The first trees were planted near the edge of Lake Kaikiore: a [swamp cypress (Taxodium distichum), some of the common alders (Alnus), and weeping willows (Salix babylonica var. matsudana).

Poplars were among the trees allowed when Berry's father was still alive, and he continued to extend his collection of poplar species. But he soon took a special interest in oaks. He collected acorns from commercial seed suppliers in 1961 and 1962 and from the Melbourne Botanic Gardens in 1966. He also imported plants from Hillier's in 1964 and 1968 and bought plants from various other nurseries.

In 1975 he received a plant of Quercus rugosa, a Mexican oak. And when the International Dendrology Society (IDS) made a tour of Central and Southwest Mexico in 1982, he participated and collected seed which he brought back and sowed. He made several return trips to Mexico and has today “the largest collection of Mexican oaks probably in the world (outside of Mexico)”.

Other notable introductions to New Zealand that can be credited to Berry's wild collections from Mexico are Dahlia tenuicaulis, a tree dahlia, Clethra mexicana, Alnus acuminata ssp. arguta, Buddleja cordata and B. americana.

In 1993 the arboretum was protected by a trust.

Berry continued planting until 2007.
Hackfalls Arboretum now hosts several important collections and a number of beautiful mature specimens.

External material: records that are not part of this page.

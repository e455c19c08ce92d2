//! Page header stored in front of every on-disk page image.
//!
//! The header records how much of the arena is in use and carries a CRC32
//! checksum of the whole image.

use crate::common::config::PAGE_SIZE;

/// Metadata written before a page's arena in the database file.
///
/// # Layout (12 bytes)
/// ```text
/// Offset  Size  Field
/// ------  ----  -----
/// 0       4     used_space (bytes of the arena in use, little-endian)
/// 4       4     record_count (little-endian)
/// 8       4     checksum (CRC32, little-endian)
/// ```
///
/// # Checksum
/// The checksum is computed over the entire image (header + arena) with the
/// checksum field itself set to zero, so verification needs no special
/// handling.
#[derive(Debug, Default, Clone, Copy, PartialEq, Eq)]
pub struct PageHeader {
    /// Bytes of the arena consumed by records.
    pub used_space: u32,
    /// Number of records packed into the arena.
    pub record_count: u32,
    /// CRC32 checksum of the page image.
    pub checksum: u32,
}

impl PageHeader {
    /// Size of the header in bytes.
    pub const SIZE: usize = 12;

    /// Offset of each field within the header.
    pub const OFFSET_USED_SPACE: usize = 0;
    pub const OFFSET_RECORD_COUNT: usize = 4;
    pub const OFFSET_CHECKSUM: usize = 8;

    /// Size of a full page image (header followed by the arena).
    pub const IMAGE_SIZE: usize = Self::SIZE + PAGE_SIZE;

    /// Read a header from the beginning of a byte slice.
    ///
    /// # Panics
    /// Panics if `data.len() < PageHeader::SIZE`.
    pub fn from_bytes(data: &[u8]) -> Self {
        assert!(data.len() >= Self::SIZE, "buffer too small for PageHeader");

        Self {
            used_space: read_u32(data, Self::OFFSET_USED_SPACE),
            record_count: read_u32(data, Self::OFFSET_RECORD_COUNT),
            checksum: read_u32(data, Self::OFFSET_CHECKSUM),
        }
    }

    /// Write this header to the beginning of a byte slice.
    ///
    /// # Panics
    /// Panics if `data.len() < PageHeader::SIZE`.
    pub fn write_to(&self, data: &mut [u8]) {
        assert!(data.len() >= Self::SIZE, "buffer too small for PageHeader");

        data[Self::OFFSET_USED_SPACE..Self::OFFSET_USED_SPACE + 4]
            .copy_from_slice(&self.used_space.to_le_bytes());
        data[Self::OFFSET_RECORD_COUNT..Self::OFFSET_RECORD_COUNT + 4]
            .copy_from_slice(&self.record_count.to_le_bytes());
        data[Self::OFFSET_CHECKSUM..Self::OFFSET_CHECKSUM + 4]
            .copy_from_slice(&self.checksum.to_le_bytes());
    }

    /// Compute the CRC32 checksum of a page image.
    ///
    /// The checksum field (bytes 8-11) is fed as zeros so the checksum
    /// doesn't include itself.
    pub fn compute_checksum(image: &[u8]) -> u32 {
        let mut hasher = crc32fast::Hasher::new();

        hasher.update(&image[..Self::OFFSET_CHECKSUM]);
        hasher.update(&[0u8; 4]);
        hasher.update(&image[Self::OFFSET_CHECKSUM + 4..]);

        hasher.finalize()
    }

    /// Verify that the stored checksum matches the image contents.
    pub fn verify_checksum(&self, image: &[u8]) -> bool {
        self.checksum == Self::compute_checksum(image)
    }
}

#[inline]
fn read_u32(data: &[u8], offset: usize) -> u32 {
    u32::from_le_bytes([
        data[offset],
        data[offset + 1],
        data[offset + 2],
        data[offset + 3],
    ])
}

// ============================================================================
// TESTS
// ============================================================================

==Main features of the collection==
- Acer - about 160 specimen
- Alnus - about 80
- Betula - about 90
- Camellia - about 80
- Eucalyptus - about 90
- Hebe - about 50
- Ilex - about 60
- Magnolia - about 70
- Malus - about 50
- Populus - about 220
- Prunus - about 80
- Quercus - about 450
- Rhododendron - about 400
- Salix - about 70
- Sorbus - about 70

The most important part of the collection are the oaks (Quercus), especially Mexican oaks. Hackfalls has probably the biggest collection of Mexican oaks in cultivation anywhere. A large number of these oaks were collected as acorns by Bob Berry himself on trips to Mexico.

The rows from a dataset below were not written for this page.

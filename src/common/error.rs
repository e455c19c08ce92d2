//! Error types for boxscore-db.

use thiserror::Error;

/// Convenient Result type alias.
///
/// Instead of writing `Result<T, Error>` everywhere, we can write `Result<T>`.
pub type Result<T> = std::result::Result<T, Error>;

/// All errors surfaced by boxscore-db.
///
/// Only file I/O and file-format problems are errors. Index and deletion
/// operations treat empty trees, empty ranges and zero matches as ordinary
/// empty results, and malformed input lines are skipped and counted by the
/// loader.
#[derive(Debug, Error)]
pub enum Error {
    /// I/O error from file operations.
    #[error("I/O error: {0}")]
    Io(#[from] std::io::Error),

    /// The file does not start with the database magic bytes.
    #[error("Not a boxscore database file (bad magic)")]
    InvalidMagic,

    /// The file was written with a format version this build cannot read.
    #[error("Unsupported format version {found} (expected {expected})")]
    UnsupportedVersion { found: u32, expected: u32 },

    /// The file ended before all pages announced by the header were read.
    #[error("Database file truncated: expected {expected} pages, found {found}")]
    Truncated { expected: u64, found: u64 },

    /// A page image failed CRC32 verification.
    #[error("Checksum mismatch on page {page_id}")]
    ChecksumMismatch { page_id: u32 },

    /// A page header is internally inconsistent.
    #[error("Corrupt page {page_id}: {reason}")]
    CorruptPage { page_id: u32, reason: String },

    /// The header's record count disagrees with the sum of page record counts.
    #[error("Record count mismatch: header says {header}, pages hold {actual}")]
    RecordCountMismatch { header: u64, actual: u64 },

    /// Requested page does not exist in the store.
    #[error("Page {0} not found")]
    PageNotFound(u32),

    /// Requested slot is past the page's record count.
    #[error("Slot {slot_id} out of range on page {page_id}")]
    SlotOutOfRange { page_id: u32, slot_id: u16 },

    /// A date string is not in `YYYY-MM-DD` form.
    #[error("Invalid date: {0:?}")]
    InvalidDate(String),
}

#[cfg(test)]
mod tests {
    use super::*;

    #[test]
    fn test_error_display() {
        let err = Error::PageNotFound(42);
        assert_eq!(format!("{}", err), "Page 42 not found");

        let err = Error::UnsupportedVersion {
            found: 7,
            expected: 1,
        };
        assert_eq!(
            format!("{}", err),
            "Unsupported format version 7 (expected 1)"
        );

        let err = Error::SlotOutOfRange {
            page_id: 3,
            slot_id: 95,
        };
        assert_eq!(format!("{}", err), "Slot 95 out of range on page 3");
    }

    #[test]
    fn test_io_error_conversion() {
        let io_err = std::io::Error::new(std::io::ErrorKind::NotFound, "file not found");
        let err: Error = io_err.into();

        match err {
            Error::Io(_) => {} // Success
            _ => panic!("Expected Io error"),
        }
    }

    #[test]
    fn test_io_error_has_source() {
        use std::error::Error as _;

        let io_err = std::io::Error::new(std::io::ErrorKind::Other, "boom");
        let err: Error = io_err.into();
        assert!(err.source().is_some());
        assert!(Error::InvalidMagic.source().is_none());
    }
}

==Bob Berry and Eastwoodhill==
Contact between Bob Berry and William Douglas Cook dating back to 1953 played an important role in the arboretum's development. Cook was the founder of Eastwoodhill Arboretum (Ngatapa, Gisborne) and offered advice and suggestions for Hackfalls. In turn, Berry started preparing the first catalogue of Eastwoodhill after Cook's death. Berry bought a typewriter to produce it, and the catalogue was published in 1972, containing almost 3000 taxa. Updating the catalogue remained Berry's task until 1986.

==Catalogues of Hackfalls Arboretum==
Berry made his first handwritten list of trees and shrubs at the arboretum in 1963.
That year he also wrote the first catalogue of Eastwoodhill, and published the first typewritten “list of trees and shrubs” of Abbotsford Station, as Hackfalls was still called in those days. Those catalogues were the first of many publications he made, until the publication of the Plant list of Hackfalls Arboretum in 2007, covering 158 pages in Excel.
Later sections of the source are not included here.